George O'Connor, who had been consulting with Dr. Tuke about his son's defense when his son pleaded, did not learn about the plea until the next day, when he read about it in a newspaper. He, Tuke, and O'Connor's attorney J. W. Hume-Williams agreed that the plea must be withdrawn: O'Connor's insanity prevented him from understanding what he was doing. Hume-Williams thus stood before the presiding judge, Baron Cleasby, on Wednesday, claiming he had a “startling amount of evidence” to support the claim of O'Connor's derangement. Cleasby seemed surprised: he had not heard that there was any hint of madness in the boy when he pleaded. Nevertheless, he allowed Hume-Williams to bring up the matter at O'Connor's sentencing the next day.

O'Connor thus had a trial. The courtroom was crowded, particularly with bewigged barristers expecting the setting of new legal precedents. O'Connor was brought to the dock, now neatly dressed
and very much aware of his own importance: “he bowed neither to judge nor jury,” noted a reporter, “but posed himself as if sitting for his photograph.” His legal position was an odd one, for both his attorney and Attorney General Coleridge, appearing for the Crown, claimed to be his true advocate.
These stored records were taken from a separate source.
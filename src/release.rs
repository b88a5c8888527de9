//! Release tree
//!
//! A release (e.g. "testing") holds one catalog per codename and arch. aptly
//! publishes per codename, so publishing is done once per codename for all of
//! its arch catalogs.

use anyhow::Result;
use log::{debug, warn};
use std::collections::{BTreeMap, BTreeSet};
use std::path::Path;

use crate::aptly::{Aptly, is_missing_repository};
use crate::catalog::RepositoryCatalog;
use crate::error::RepoError;
use crate::package::{Arch, PackageMetadata};
use crate::runtime::Runtime;

pub struct ReleaseTree<'a, R: Runtime> {
    name: String,
    /// codename -> catalog key (`src` or binary arch) -> catalog
    repositories: BTreeMap<String, BTreeMap<String, RepositoryCatalog<'a, R>>>,
}

impl<'a, R: Runtime> ReleaseTree<'a, R> {
    /// Load a catalog for every codename/arch pair of release `name`.
    ///
    /// `source` and `all` share the `src` catalog. A codename that has no
    /// `<codename>-<name>` repository in aptly is left untracked; any other
    /// failure aborts the load.
    #[tracing::instrument(skip(aptly, index_root))]
    pub async fn load(
        aptly: &Aptly<'a, R>,
        name: &str,
        codenames: &[String],
        arches: &[Arch],
        index_root: &Path,
    ) -> Result<Self> {
        let mut tree = Self::new(name);
        let mut attempted = BTreeSet::new();
        for codename in codenames {
            for arch in arches {
                let key = arch.catalog_key();
                if !attempted.insert((codename.as_str(), key)) {
                    debug!("Catalog {}/{} already loaded", codename, key);
                    continue;
                }
                let loaded = RepositoryCatalog::load(
                    aptly.clone(),
                    codename,
                    arch.clone(),
                    name,
                    index_root.to_path_buf(),
                )
                .await;
                match loaded {
                    Ok(catalog) => tree.insert(catalog),
                    Err(e) if is_missing_repository(&e) => {
                        warn!("Skipping {}-{} ({}): {}", codename, name, arch, e);
                    }
                    Err(e) => {
                        return Err(e.context(format!(
                            "Failed to load catalog {}-{} ({})",
                            codename, name, arch
                        )));
                    }
                }
            }
        }
        Ok(tree)
    }

    pub fn new(name: &str) -> Self {
        Self {
            name: name.to_string(),
            repositories: BTreeMap::new(),
        }
    }

    /// Track `catalog` under its codename and arch, replacing any previous one.
    pub fn insert(&mut self, catalog: RepositoryCatalog<'a, R>) {
        if catalog.release() != self.name {
            warn!(
                "Catalog {} tracked in release tree {}",
                catalog.repo_name(),
                self.name
            );
        }
        self.repositories
            .entry(catalog.codename().to_string())
            .or_default()
            .insert(catalog.arch().catalog_key().to_string(), catalog);
    }

    pub fn name(&self) -> &str {
        &self.name
    }

    pub fn codenames(&self) -> impl Iterator<Item = &str> {
        self.repositories.keys().map(String::as_str)
    }

    pub fn catalogs(&self) -> impl Iterator<Item = &RepositoryCatalog<'a, R>> {
        self.repositories.values().flat_map(BTreeMap::values)
    }

    /// The catalog of `codename`/`arch`, or `UnknownRepository`.
    pub fn repository(
        &self,
        codename: &str,
        arch: &Arch,
    ) -> Result<&RepositoryCatalog<'a, R>, RepoError> {
        self.repositories
            .get(codename)
            .and_then(|catalogs| catalogs.get(arch.catalog_key()))
            .ok_or_else(|| RepoError::unknown_repository(codename, arch.catalog_key()))
    }

    pub fn repository_mut(
        &mut self,
        codename: &str,
        arch: &Arch,
    ) -> Result<&mut RepositoryCatalog<'a, R>, RepoError> {
        self.repositories
            .get_mut(codename)
            .and_then(|catalogs| catalogs.get_mut(arch.catalog_key()))
            .ok_or_else(|| RepoError::unknown_repository(codename, arch.catalog_key()))
    }

    /// Catalogs `package` belongs in: the one matching its codename and arch,
    /// with `all` mapped to the source catalog.
    ///
    /// An untracked codename or arch gives an empty list, never an error.
    pub fn repositories_for_package(
        &self,
        package: &PackageMetadata,
    ) -> Vec<&RepositoryCatalog<'a, R>> {
        self.repository(package.codename(), &package.arch)
            .into_iter()
            .collect()
    }

    /// Add `package` to each catalog it belongs in and return the new
    /// records. Empty when no catalog matches.
    ///
    /// With `update_metadata_now` the package's codename is republished,
    /// which settles every catalog of that codename.
    pub async fn add_package(
        &mut self,
        package: &PackageMetadata,
        update_metadata_now: bool,
    ) -> Result<Vec<PackageMetadata>> {
        let mut added = Vec::new();
        match self.repository_mut(package.codename(), &package.arch) {
            Ok(catalog) => added.push(catalog.add_package(package, false).await?),
            Err(e) => debug!("Not adding {} to {}: {}", package.name, self.name, e),
        }
        if update_metadata_now
            && !added.is_empty()
            && let Some(catalogs) = self.repositories.get_mut(package.codename())
        {
            publish_codename(catalogs).await?;
        }
        Ok(added)
    }

    /// Publish every codename that has a dirty catalog, or all of them when
    /// forced. Returns the number of codenames published.
    #[tracing::instrument(skip(self))]
    pub async fn update_metadata(&mut self, force: bool) -> Result<usize> {
        let mut published = 0;
        for (codename, catalogs) in self.repositories.iter_mut() {
            if !force && !catalogs.values().any(|c| c.is_dirty()) {
                debug!("{}-{} is clean", codename, self.name);
                continue;
            }
            if publish_codename(catalogs).await? {
                published += 1;
            }
        }
        Ok(published)
    }
}

/// One `publish update` for all catalogs of a codename. They turn clean as
/// soon as aptly succeeds, before the index listings are rebuilt.
async fn publish_codename<R: Runtime>(
    catalogs: &mut BTreeMap<String, RepositoryCatalog<'_, R>>,
) -> Result<bool> {
    let Some(first) = catalogs.values().next() else {
        return Ok(false);
    };
    first.publish().await?;
    for catalog in catalogs.values_mut() {
        catalog.mark_published();
    }
    if let Some(first) = catalogs.values().next() {
        first.rebuild_index()?;
    }
    Ok(true)
}
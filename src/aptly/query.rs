//! aptly package query expressions.

use crate::package::{Arch, PackageMetadata};

/// Output template for `repo search`: `name|version|arch|source`.
pub const SEARCH_FORMAT: &str = "{{.Package}}|{{.Version}}|{{.Architecture}}|{{.Source}}";

/// Filter selecting the packages stored in a catalog of the given arch.
/// Source and `all` catalogs both select source packages.
pub fn arch_filter(arch: &Arch) -> String {
    match arch {
        Arch::Source | Arch::All => "$Architecture (=source)".to_string(),
        Arch::Binary(name) => format!("$Architecture (={})", name),
    }
}

/// Query matching one resolved package.
///
/// Source packages match on source name and version so the copy can follow
/// to their binaries; binaries match on name, version and architecture.
/// aptly compares full versions, so the epoch is included.
pub fn package_query(package: &PackageMetadata) -> String {
    let version = package.version.qualified();
    match package.arch {
        Arch::Source => format!(
            "$Source ({}), $SourceVersion (= {})",
            package.source_name, version
        ),
        ref arch => format!("{} (= {}) {{{}}}", package.name, version, arch),
    }
}
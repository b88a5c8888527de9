//! File system operations (read, write, directory).

use anyhow::{Context, Result};
use std::fs;
use std::path::{Path, PathBuf};

use super::RealRuntime;

impl RealRuntime {
    #[tracing::instrument(skip(self, contents))]
    pub(crate) fn write_impl(&self, path: &Path, contents: &[u8]) -> Result<()> {
        fs::write(path, contents).with_context(|| format!("Failed to write {:?}", path))?;
        Ok(())
    }

    #[tracing::instrument(skip(self))]
    pub(crate) fn read_to_string_impl(&self, path: &Path) -> Result<String> {
        fs::read_to_string(path).with_context(|| format!("Failed to read {:?}", path))
    }

    #[tracing::instrument(skip(self))]
    pub(crate) fn exists_impl(&self, path: &Path) -> bool {
        path.exists()
    }

    #[tracing::instrument(skip(self))]
    pub(crate) fn is_dir_impl(&self, path: &Path) -> bool {
        path.is_dir()
    }

    /// Does not follow the link.
    #[tracing::instrument(skip(self))]
    pub(crate) fn is_symlink_impl(&self, path: &Path) -> bool {
        fs::symlink_metadata(path)
            .map(|m| m.file_type().is_symlink())
            .unwrap_or(false)
    }

    #[tracing::instrument(skip(self))]
    pub(crate) fn read_dir_impl(&self, path: &Path) -> Result<Vec<PathBuf>> {
        fs::read_dir(path)
            .with_context(|| format!("Failed to list {:?}", path))?
            .map(|entry| Ok(entry?.path()))
            .collect()
    }
}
Hume-Williams adopted Dr. Tuke's argument that if O'Connor were truly insane, medical care at the Queen's pleasure would better suit him than any number of years in an English prison. Coleridge, on the other hand, argued that an acquittal on the grounds of insanity would in effect ensure a worse punishment—a lifetime of confinement. Though a jury was empaneled to consider the question, it was more limited in scope than a full-blown criminal trial, for—as Baron Cleasby, a judge known to be a niggler on points of law, and never quite comfortable in a criminal courtroom, repeatedly made it clear, the hearing focused upon a single question: was Arthur O'Connor sane at the moment he pled guilty? Whether he was insane when he assaulted the Queen was not relevant. O'Connor's attorney J. W. Hume-Williams argued that O'Connor's state of mind at the time of the assault was indeed relevant and admissible, since it pointed to a long-term mental illness which endured until the moment O'Connor pled. But Cleasby would have none of it, interrupting Hume-Williams after the second sentence of his opening speech, and relentlessly afterwards, cautioning him to keep to the single question at issue.